ACTIVITY
Only one stretch of the listing below is wanted: every line from the first to the line containing "title. Any title", set down exactly.

DATASET EXCERPTS
[Start of Attachment]

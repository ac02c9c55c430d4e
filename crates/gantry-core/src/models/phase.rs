//! Canonical construction phase definitions.
//!
//! The five phases below are the authoritative progression order for every
//! project. Phase identity is positional: the list is never reordered or
//! renumbered at runtime, and derived state indexes into it directly.

/// A single construction phase in the canonical progression.
#[derive(Debug, Clone, Copy, PartialEq, Eq)]
pub struct PhaseDefinition {
    /// Canonical position, 1-based
    pub id: u32,

    /// Short label, used for display and as the matching key against
    /// event titles
    pub name: &'static str,

    /// Human-readable summary of the work in this phase
    pub description: &'static str,
}

/// The fixed, ordered list of construction phases.
pub const PHASES: [PhaseDefinition; 5] = [
    PhaseDefinition {
        id: 1,
        name: "Foundation",
        description: "Site preparation, excavation, and foundation pouring",
    },
    PhaseDefinition {
        id: 2,
        name: "Structural Work",
        description: "Framing, load-bearing walls, and roof structure",
    },
    PhaseDefinition {
        id: 3,
        name: "Interior Work",
        description: "Electrical, plumbing, insulation, and drywall",
    },
    PhaseDefinition {
        id: 4,
        name: "Finishing",
        description: "Flooring, painting, fixtures, and trim",
    },
    PhaseDefinition {
        id: 5,
        name: "Handover",
        description: "Final inspection, cleanup, and client walkthrough",
    },
];

impl PhaseDefinition {
    /// Whether an event title references this phase.
    ///
    /// Events carry no foreign key to phases; the linkage is a
    /// case-insensitive substring match on the free-text title. Any title
    /// containing the phase name anywhere counts as a match.
    pub fn matches(&self, title: &str) -> bool {
        title.to_lowercase().contains(&self.name.to_lowercase())
    }

    /// Zero-based position of this phase in the canonical list.
    pub fn index(&self) -> usize {
        self.id as usize - 1
    }
}

/// Look up a canonical phase by name, case-insensitively.
///
/// Resolution requires the full phase name, not a substring; the loose
/// matching rule applies only to event titles.
///
/// # Examples
///
/// ```rust
/// use gantry_core::models::phase_by_name;
///
/// let phase = phase_by_name("foundation").unwrap();
/// assert_eq!(phase.id, 1);
/// assert!(phase_by_name("Demolition").is_none());
/// ```
pub fn phase_by_name(name: &str) -> Option<PhaseDefinition> {
    PHASES
        .into_iter()
        .find(|phase| phase.name.eq_ignore_ascii_case(name.trim()))
}

#[cfg(test)]
mod tests {
    use super::*;

    #[test]
    fn test_phases_are_ordered() {
        for (index, phase) in PHASES.iter().enumerate() {
            assert_eq!(phase.id as usize, index + 1);
            assert_eq!(phase.index(), index);
        }
    }

    #[test]
    fn test_matches_is_case_insensitive() {
        let foundation = PHASES[0];
        assert!(foundation.matches("FOUNDATION complete"));
        assert!(foundation.matches("Pouring the foundation today"));
        assert!(!foundation.matches("Framing started"));
    }

    #[test]
    fn test_matches_anywhere_in_title() {
        let interior = PHASES[2];
        assert!(interior.matches("Week 12: interior work resumed after delay"));
    }

    #[test]
    fn test_phase_by_name_exact_only() {
        assert_eq!(phase_by_name("Structural Work").unwrap().id, 2);
        assert_eq!(phase_by_name("structural work").unwrap().id, 2);
        assert_eq!(phase_by_name("  Handover  ").unwrap().id, 5);
        assert!(phase_by_name("Structural").is_none());
        assert!(phase_by_name("").is_none());
    }
}
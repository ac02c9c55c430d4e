//! Progress summary types.

use serde::{Deserialize, Serialize};

use super::TimelineState;

/// Aggregate progress counters for a project timeline.
///
/// Drives the "Phases N/5" counter and the progress bar; carries no
/// per-phase detail.
#[derive(Debug, Clone, Copy, Serialize, Deserialize, PartialEq, Eq)]
pub struct ProgressSummary {
    /// Number of completed phases
    pub completed: u32,
    /// Total number of phases
    pub total: u32,
    /// Completion percentage, integer-rounded
    pub percent: u8,
    /// Highest-indexed phase that has progressed (0-based)
    pub current_phase_index: usize,
}

impl From<&TimelineState> for ProgressSummary {
    fn from(state: &TimelineState) -> Self {
        Self {
            completed: state.completed_phases,
            total: state.phases.len() as u32,
            percent: state.percent,
            current_phase_index: state.current_phase_index,
        }
    }
}
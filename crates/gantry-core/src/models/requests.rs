//! Request payloads sent to the project API.

use serde::{Deserialize, Serialize};

use super::{EventStatus, ProjectStatus};

/// Visibility assigned to every update recorded by this library.
pub const VISIBILITY_PUBLIC: &str = "public";

/// Event category assigned to every update recorded by this library.
pub const EVENT_TYPE_MILESTONE: &str = "milestone";

/// Payload for creating a timeline event.
///
/// The title is always composed as `"<phase name> - <user title>"` so the
/// phase name stays embedded in the free text; the substring heuristic that
/// links events back to phases depends on it.
#[derive(Debug, Clone, Serialize, Deserialize, PartialEq)]
#[serde(rename_all = "camelCase")]
pub struct EventSubmission {
    /// Composed event title containing the phase name
    pub title: String,

    /// Required description of the update
    pub description: String,

    /// Explicit user choice: work started or work finished
    pub status: EventStatus,

    /// Optional start date (ISO-8601 calendar date)
    #[serde(skip_serializing_if = "Option::is_none")]
    pub start_date: Option<String>,

    /// Optional end date (ISO-8601 calendar date)
    #[serde(skip_serializing_if = "Option::is_none")]
    pub end_date: Option<String>,

    /// Always [`VISIBILITY_PUBLIC`]
    pub visibility: String,

    /// Always [`EVENT_TYPE_MILESTONE`]
    pub event_type: String,
}

impl TryFrom<&crate::params::RecordUpdate> for EventSubmission {
    type Error = crate::GantryError;

    /// Convert validated record-update parameters into an API payload.
    ///
    /// Performs the full local validation pass (phase resolution, status
    /// parsing, required description, date format) and composes the event
    /// title from the canonical phase name and the user's title.
    ///
    /// # Errors
    ///
    /// * `GantryError::UnknownPhase` - When no canonical phase has the given
    ///   name
    /// * `GantryError::InvalidInput` - When the description is missing, the
    ///   status word is invalid, or a date does not parse
    ///
    /// # Examples
    ///
    /// ```rust
    /// use gantry_core::{models::EventSubmission, params::RecordUpdate};
    ///
    /// let params = RecordUpdate {
    ///     phase: "foundation".to_string(),
    ///     title: "Slab poured".to_string(),
    ///     description: Some("Concrete cured over the weekend".to_string()),
    ///     status: "completed".to_string(),
    ///     ..Default::default()
    /// };
    ///
    /// let submission = EventSubmission::try_from(&params)?;
    /// assert_eq!(submission.title, "Foundation - Slab poured");
    /// assert_eq!(submission.visibility, "public");
    /// # use gantry_core::Result;
    /// # Result::<()>::Ok(())
    /// ```
    fn try_from(params: &crate::params::RecordUpdate) -> Result<Self, Self::Error> {
        let (phase, status, description) = params.validate()?;

        Ok(Self {
            title: format!("{} - {}", phase.name, params.title.trim()),
            description,
            status,
            start_date: params.start_date.clone(),
            end_date: params.end_date.clone(),
            visibility: VISIBILITY_PUBLIC.to_string(),
            event_type: EVENT_TYPE_MILESTONE.to_string(),
        })
    }
}

/// Body of the project-status update issued by the auto-completion check.
#[derive(Debug, Clone, Serialize, Deserialize, PartialEq)]
pub struct UpdateProjectRequest {
    /// New top-level project status
    pub status: ProjectStatus,
}

impl UpdateProjectRequest {
    /// The payload that marks a project completed.
    pub fn completed() -> Self {
        Self {
            status: ProjectStatus::Completed,
        }
    }
}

[End of Attachment]

RESULT OF THIS EXERCISE
repository ac02c9c55c430d4e
filename crates/gantry-core/src/models/phase.rs
//! Canonical construction phase definitions.
//!
//! The five phases below are the authoritative progression order for every
//! project. Phase identity is positional: the list is never reordered or
//! renumbered at runtime, and derived state indexes into it directly.

/// A single construction phase in the canonical progression.
#[derive(Debug, Clone, Copy, PartialEq, Eq)]
pub struct PhaseDefinition {
    /// Canonical position, 1-based
    pub id: u32,

    /// Short label, used for display and as the matching key against
    /// event titles
    pub name: &'static str,

    /// Human-readable summary of the work in this phase
    pub description: &'static str,
}

/// The fixed, ordered list of construction phases.
pub const PHASES: [PhaseDefinition; 5] = [
    PhaseDefinition {
        id: 1,
        name: "Foundation",
        description: "Site preparation, excavation, and foundation pouring",
    },
    PhaseDefinition {
        id: 2,
        name: "Structural Work",
        description: "Framing, load-bearing walls, and roof structure",
    },
    PhaseDefinition {
        id: 3,
        name: "Interior Work",
        description: "Electrical, plumbing, insulation, and drywall",
    },
    PhaseDefinition {
        id: 4,
        name: "Finishing",
        description: "Flooring, painting, fixtures, and trim",
    },
    PhaseDefinition {
        id: 5,
        name: "Handover",
        description: "Final inspection, cleanup, and client walkthrough",
    },
];

impl PhaseDefinition {
    /// Whether an event title references this phase.
    ///
    /// Events carry no foreign key to phases; the linkage is a
    /// case-insensitive substring match on the free-text title. Any title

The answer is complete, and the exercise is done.